### DESCRIPTION OF THE TASK
Produce all the records again exactly as they stand.

[Collected data]
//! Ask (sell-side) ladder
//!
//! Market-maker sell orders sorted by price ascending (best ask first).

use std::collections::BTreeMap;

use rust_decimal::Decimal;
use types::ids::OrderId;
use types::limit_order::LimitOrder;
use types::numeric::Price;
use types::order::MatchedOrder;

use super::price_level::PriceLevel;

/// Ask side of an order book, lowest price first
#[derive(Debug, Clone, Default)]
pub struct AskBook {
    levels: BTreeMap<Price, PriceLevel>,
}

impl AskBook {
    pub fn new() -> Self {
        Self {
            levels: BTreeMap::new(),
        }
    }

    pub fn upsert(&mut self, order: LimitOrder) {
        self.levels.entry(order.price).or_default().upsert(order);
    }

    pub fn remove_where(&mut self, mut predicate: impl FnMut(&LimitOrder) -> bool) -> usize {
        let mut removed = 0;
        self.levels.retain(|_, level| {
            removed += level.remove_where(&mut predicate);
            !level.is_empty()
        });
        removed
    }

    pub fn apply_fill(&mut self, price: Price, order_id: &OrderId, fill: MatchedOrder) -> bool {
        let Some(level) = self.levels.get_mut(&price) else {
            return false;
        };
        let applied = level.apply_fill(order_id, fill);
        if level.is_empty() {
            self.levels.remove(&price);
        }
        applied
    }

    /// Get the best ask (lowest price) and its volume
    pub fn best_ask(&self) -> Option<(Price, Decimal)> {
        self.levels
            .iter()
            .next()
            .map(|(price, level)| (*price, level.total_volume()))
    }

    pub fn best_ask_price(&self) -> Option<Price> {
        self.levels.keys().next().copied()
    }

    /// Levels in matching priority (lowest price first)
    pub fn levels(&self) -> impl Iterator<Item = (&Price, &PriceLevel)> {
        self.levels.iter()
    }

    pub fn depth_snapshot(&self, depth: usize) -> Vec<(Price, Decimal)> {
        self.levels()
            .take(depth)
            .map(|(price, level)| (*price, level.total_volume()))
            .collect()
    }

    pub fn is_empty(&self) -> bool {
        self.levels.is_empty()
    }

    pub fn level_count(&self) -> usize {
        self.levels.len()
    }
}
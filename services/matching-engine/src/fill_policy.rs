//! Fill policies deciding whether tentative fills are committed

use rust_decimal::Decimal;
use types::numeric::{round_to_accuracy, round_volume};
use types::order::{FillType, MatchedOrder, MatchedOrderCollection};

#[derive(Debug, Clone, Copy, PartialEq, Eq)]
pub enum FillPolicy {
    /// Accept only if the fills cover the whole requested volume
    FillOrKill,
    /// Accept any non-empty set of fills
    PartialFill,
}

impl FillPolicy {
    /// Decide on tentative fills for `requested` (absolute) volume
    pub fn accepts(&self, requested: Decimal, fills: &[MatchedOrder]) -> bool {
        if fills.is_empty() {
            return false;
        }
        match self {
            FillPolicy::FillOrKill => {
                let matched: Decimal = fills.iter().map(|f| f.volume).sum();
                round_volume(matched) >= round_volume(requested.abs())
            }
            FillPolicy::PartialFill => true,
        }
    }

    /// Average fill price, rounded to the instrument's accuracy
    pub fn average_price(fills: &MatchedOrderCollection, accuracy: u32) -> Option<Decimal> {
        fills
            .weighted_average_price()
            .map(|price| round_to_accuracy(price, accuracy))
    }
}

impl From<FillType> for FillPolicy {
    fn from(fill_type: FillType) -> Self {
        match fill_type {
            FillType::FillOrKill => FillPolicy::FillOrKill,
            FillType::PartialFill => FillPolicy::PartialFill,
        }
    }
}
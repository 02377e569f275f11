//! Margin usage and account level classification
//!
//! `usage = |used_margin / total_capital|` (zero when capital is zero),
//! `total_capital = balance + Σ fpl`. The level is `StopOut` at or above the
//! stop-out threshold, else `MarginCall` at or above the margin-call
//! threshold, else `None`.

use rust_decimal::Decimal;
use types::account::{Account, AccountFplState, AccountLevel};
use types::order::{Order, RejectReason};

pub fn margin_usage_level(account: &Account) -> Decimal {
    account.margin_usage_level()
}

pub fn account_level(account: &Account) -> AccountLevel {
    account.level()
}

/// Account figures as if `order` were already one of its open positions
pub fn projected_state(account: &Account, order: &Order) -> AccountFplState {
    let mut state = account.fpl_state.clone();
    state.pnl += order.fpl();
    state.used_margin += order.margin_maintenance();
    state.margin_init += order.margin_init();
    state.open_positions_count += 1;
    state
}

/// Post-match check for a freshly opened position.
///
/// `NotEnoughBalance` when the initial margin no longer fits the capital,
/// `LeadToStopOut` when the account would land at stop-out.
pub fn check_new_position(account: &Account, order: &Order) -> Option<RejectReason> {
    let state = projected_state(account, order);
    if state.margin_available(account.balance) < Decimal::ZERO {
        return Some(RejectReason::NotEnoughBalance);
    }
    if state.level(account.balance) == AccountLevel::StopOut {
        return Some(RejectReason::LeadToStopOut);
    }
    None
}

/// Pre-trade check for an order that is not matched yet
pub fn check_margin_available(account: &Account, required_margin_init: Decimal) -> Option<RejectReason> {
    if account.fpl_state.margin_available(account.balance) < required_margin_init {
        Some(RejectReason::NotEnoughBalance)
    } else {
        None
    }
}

### EXERCISE RESPONSE
//! Ask (sell-side) ladder
//!
//! Market-maker sell orders sorted by price ascending (best ask first).

use std::collections::BTreeMap;

use rust_decimal::Decimal;
use types::ids::OrderId;
use types::limit_order::LimitOrder;
use types::numeric::Price;
use types::order::MatchedOrder;

use super::price_level::PriceLevel;

/// Ask side of an order book, lowest price first
#[derive(Debug, Clone, Default)]
pub struct AskBook {
    levels: BTreeMap<Price, PriceLevel>,
}

impl AskBook {
    pub fn new() -> Self {
        Self {
            levels: BTreeMap::new(),
        }
    }

    pub fn upsert(&mut self, order: LimitOrder) {
        self.levels.entry(order.price).or_default().upsert(order);
    }

    pub fn remove_where(&mut self, mut predicate: impl FnMut(&LimitOrder) -> bool) -> usize {
        let mut removed = 0;
        self.levels.retain(|_, level| {
            removed += level.remove_where(&mut predicate);
            !level.is_empty()
        });
        removed
    }

    pub fn apply_fill(&mut self, price: Price, order_id: &OrderId, fill: MatchedOrder) -> bool {
        let Some(level) = self.levels.get_mut(&price) else {
            return false;
        };
        let applied = level.apply_fill(order_id, fill);
        if level.is_empty() {
            self.levels.remove(&price);
        }
        applied
    }

    /// Get the best ask (lowest price) and its volume
    pub fn best_ask(&self) -> Option<(Price, Decimal)> {
        self.levels
            .iter()
            .next()
            .map(|(price, level)| (*price, level.total_volume()))
    }

    pub fn best_ask_price(&self) -> Option<Price> {
        self.levels.keys().next().copied()
    }

    /// Levels in matching priority (lowest price first)
    pub fn levels(&self) -> impl Iterator<Item = (&Price, &PriceLevel)> {
        self.levels.iter()
    }

    pub fn depth_snapshot(&self, depth: usize) -> Vec<(Price, Decimal)> {
        self.levels()
            .take(depth)
            .map(|(price, level)| (*price, level.total_volume()))
            .collect()
    }

    pub fn is_empty(&self) -> bool {
        self.levels.is_empty()
    }

    pub fn level_count(&self) -> usize {
        self.levels.len()
    }
}
filename services/matching-engine/src/fill_policy.rs
//! Fill policies deciding whether tentative fills are committed

use rust_decimal::Decimal;
use types::numeric::{round_to_accuracy, round_volume};
use types::order::{FillType, MatchedOrder, MatchedOrderCollection};

#[derive(Debug, Clone, Copy, PartialEq, Eq)]
pub enum FillPolicy {
    /// Accept only if the fills cover the whole requested volume
    FillOrKill,
    /// Accept any non-empty set of fills
    PartialFill,
}

impl FillPolicy {
    /// Decide on tentative fills for `requested` (absolute) volume
    pub fn accepts(&self, requested: Decimal, fills: &[MatchedOrder]) -> bool {
        if fills.is_empty() {
            return false;
        }
        match self {
            FillPolicy::FillOrKill => {
                let matched: Decimal = fills.iter().map(|f| f.volume).sum();
                round_volume(matched) >= round_volume(requested.abs())
            }
            FillPolicy::PartialFill => true,
        }
    }

    /// Average fill price, rounded to the instrument's accuracy
    pub fn average_price(fills: &MatchedOrderCollection, accuracy: u32) -> Option<Decimal> {
        fills
            .weighted_average_price()
            .map(|price| round_to_accuracy(price, accuracy))
    }
}

impl From<FillType> for FillPolicy {
    fn from(fill_type: FillType) -> Self {
        match fill_type {
            FillType::FillOrKill => FillPolicy::FillOrKill,
            FillType::PartialFill => FillPolicy::PartialFill,
        }
    }
}
repository 02377e569f275f11
//! Margin usage and account level classification
//!
//! `usage = |used_margin / total_capital|` (zero when capital is zero),
//! `total_capital = balance + Σ fpl`. The level is `StopOut` at or above the
//! stop-out threshold, else `MarginCall` at or above the margin-call
//! threshold, else `None`.

use rust_decimal::Decimal;
use types::account::{Account, AccountFplState, AccountLevel};
use types::order::{Order, RejectReason};

pub fn margin_usage_level(account: &Account) -> Decimal {
    account.margin_usage_level()
}

pub fn account_level(account: &Account) -> AccountLevel {
    account.level()
}

/// Account figures as if `order` were already one of its open positions
pub fn projected_state(account: &Account, order: &Order) -> AccountFplState {
    let mut state = account.fpl_state.clone();
    state.pnl += order.fpl();
    state.used_margin += order.margin_maintenance();
    state.margin_init += order.margin_init();
    state.open_positions_count += 1;
    state
}

/// Post-match check for a freshly opened position.
///
/// `NotEnoughBalance` when the initial margin no longer fits the capital,
/// `LeadToStopOut` when the account would land at stop-out.
pub fn check_new_position(account: &Account, order: &Order) -> Option<RejectReason> {
    let state = projected_state(account, order);
    if state.margin_available(account.balance) < Decimal::ZERO {
        return Some(RejectReason::NotEnoughBalance);
    }
    if state.level(account.balance) == AccountLevel::StopOut {
        return Some(RejectReason::LeadToStopOut);
    }
    None
}

/// Pre-trade check for an order that is not matched yet
pub fn check_margin_available(account: &Account, required_margin_init: Decimal) -> Option<RejectReason> {
    if account.fpl_state.margin_available(account.balance) < required_margin_init {
        Some(RejectReason::NotEnoughBalance)
    } else {
        None
    }
}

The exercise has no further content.